What to work on: Work through the records that follow and return each line containing the word "PaymentRecordResult".

Recorded data:

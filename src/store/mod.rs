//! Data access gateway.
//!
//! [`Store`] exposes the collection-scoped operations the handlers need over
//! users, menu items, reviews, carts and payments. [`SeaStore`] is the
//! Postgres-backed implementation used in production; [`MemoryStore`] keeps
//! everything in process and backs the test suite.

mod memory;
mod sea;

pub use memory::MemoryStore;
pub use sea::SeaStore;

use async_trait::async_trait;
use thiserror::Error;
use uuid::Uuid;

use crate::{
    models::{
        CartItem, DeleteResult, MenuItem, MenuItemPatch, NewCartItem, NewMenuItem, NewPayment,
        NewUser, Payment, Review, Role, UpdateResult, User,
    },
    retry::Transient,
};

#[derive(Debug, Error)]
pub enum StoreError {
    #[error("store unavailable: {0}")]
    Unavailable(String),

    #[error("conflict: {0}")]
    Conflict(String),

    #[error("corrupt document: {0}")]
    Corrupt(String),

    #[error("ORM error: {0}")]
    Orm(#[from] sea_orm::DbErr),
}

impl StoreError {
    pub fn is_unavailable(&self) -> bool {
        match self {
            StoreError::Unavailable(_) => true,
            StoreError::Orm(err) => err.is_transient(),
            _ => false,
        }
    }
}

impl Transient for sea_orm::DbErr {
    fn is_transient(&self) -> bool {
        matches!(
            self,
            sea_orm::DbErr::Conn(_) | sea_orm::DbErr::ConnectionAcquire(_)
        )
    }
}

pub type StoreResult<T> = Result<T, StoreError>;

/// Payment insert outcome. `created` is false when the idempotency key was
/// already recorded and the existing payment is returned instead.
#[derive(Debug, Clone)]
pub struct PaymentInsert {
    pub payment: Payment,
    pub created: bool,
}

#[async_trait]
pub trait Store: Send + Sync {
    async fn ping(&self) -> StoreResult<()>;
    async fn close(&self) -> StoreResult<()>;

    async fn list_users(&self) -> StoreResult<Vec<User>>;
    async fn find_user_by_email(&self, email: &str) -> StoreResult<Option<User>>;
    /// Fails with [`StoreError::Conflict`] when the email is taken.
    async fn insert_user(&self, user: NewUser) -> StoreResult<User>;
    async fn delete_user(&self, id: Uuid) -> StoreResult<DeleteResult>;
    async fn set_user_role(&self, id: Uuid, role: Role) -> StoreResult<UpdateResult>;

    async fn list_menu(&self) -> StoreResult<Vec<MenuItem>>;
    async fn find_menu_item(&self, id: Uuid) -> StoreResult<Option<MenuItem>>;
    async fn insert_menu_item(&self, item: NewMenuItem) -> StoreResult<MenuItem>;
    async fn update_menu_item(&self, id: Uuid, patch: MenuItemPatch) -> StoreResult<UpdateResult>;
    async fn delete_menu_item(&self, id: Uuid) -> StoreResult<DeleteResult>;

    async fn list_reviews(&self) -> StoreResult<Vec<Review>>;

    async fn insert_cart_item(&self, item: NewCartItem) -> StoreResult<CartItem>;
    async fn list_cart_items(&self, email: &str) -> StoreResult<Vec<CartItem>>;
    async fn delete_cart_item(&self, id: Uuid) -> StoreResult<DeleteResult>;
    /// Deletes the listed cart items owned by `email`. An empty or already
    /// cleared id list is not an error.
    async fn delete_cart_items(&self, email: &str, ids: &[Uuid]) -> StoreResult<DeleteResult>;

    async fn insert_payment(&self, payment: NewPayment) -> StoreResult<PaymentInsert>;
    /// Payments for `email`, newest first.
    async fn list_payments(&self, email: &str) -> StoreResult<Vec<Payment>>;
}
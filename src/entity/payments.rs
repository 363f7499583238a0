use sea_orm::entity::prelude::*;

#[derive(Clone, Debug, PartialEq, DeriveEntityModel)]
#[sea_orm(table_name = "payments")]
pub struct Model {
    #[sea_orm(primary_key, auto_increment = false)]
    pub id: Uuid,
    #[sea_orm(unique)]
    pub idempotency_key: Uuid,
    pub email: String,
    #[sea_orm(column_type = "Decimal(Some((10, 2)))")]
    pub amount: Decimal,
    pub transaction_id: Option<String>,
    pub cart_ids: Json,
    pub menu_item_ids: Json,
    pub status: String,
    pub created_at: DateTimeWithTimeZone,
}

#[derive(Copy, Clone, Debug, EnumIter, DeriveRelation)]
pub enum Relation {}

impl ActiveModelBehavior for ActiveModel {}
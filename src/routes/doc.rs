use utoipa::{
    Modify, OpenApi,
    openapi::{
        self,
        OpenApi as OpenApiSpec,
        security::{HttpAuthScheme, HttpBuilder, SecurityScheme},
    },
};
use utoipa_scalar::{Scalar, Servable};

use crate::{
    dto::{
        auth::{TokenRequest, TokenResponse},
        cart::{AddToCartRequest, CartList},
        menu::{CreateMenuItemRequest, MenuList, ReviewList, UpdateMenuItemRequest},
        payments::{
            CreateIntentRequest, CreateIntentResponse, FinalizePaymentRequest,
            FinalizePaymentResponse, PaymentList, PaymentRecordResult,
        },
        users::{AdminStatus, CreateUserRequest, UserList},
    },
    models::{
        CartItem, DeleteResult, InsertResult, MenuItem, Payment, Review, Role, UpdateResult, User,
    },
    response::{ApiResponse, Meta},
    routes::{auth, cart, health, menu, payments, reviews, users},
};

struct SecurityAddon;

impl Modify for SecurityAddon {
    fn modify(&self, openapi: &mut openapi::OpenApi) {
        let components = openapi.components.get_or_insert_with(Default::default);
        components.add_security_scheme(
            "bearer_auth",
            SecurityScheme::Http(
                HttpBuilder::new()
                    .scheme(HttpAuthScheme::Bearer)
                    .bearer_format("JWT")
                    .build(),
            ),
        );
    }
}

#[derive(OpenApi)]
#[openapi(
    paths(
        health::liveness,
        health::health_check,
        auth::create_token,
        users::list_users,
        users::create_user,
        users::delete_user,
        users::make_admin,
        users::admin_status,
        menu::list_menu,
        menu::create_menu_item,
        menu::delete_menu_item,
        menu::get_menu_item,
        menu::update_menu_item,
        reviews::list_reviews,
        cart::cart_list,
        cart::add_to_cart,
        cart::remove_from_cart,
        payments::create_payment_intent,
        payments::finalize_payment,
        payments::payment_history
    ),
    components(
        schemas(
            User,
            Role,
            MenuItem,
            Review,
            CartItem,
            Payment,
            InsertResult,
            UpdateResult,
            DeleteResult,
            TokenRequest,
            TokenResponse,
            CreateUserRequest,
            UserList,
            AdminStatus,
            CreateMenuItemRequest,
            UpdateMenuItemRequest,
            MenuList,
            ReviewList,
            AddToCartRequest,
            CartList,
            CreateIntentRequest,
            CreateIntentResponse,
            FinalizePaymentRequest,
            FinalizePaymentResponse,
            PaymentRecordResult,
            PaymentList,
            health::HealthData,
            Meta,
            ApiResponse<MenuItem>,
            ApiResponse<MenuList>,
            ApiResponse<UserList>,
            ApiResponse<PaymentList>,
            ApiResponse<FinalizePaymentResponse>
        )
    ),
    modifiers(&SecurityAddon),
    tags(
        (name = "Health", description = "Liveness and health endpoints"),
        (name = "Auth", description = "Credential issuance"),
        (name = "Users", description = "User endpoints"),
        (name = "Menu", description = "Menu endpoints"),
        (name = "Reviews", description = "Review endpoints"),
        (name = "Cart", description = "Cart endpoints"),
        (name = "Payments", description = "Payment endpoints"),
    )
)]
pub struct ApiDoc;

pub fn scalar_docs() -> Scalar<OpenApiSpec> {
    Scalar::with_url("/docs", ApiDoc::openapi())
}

Task result:
            FinalizePaymentResponse, PaymentList, PaymentRecordResult,
            PaymentRecordResult,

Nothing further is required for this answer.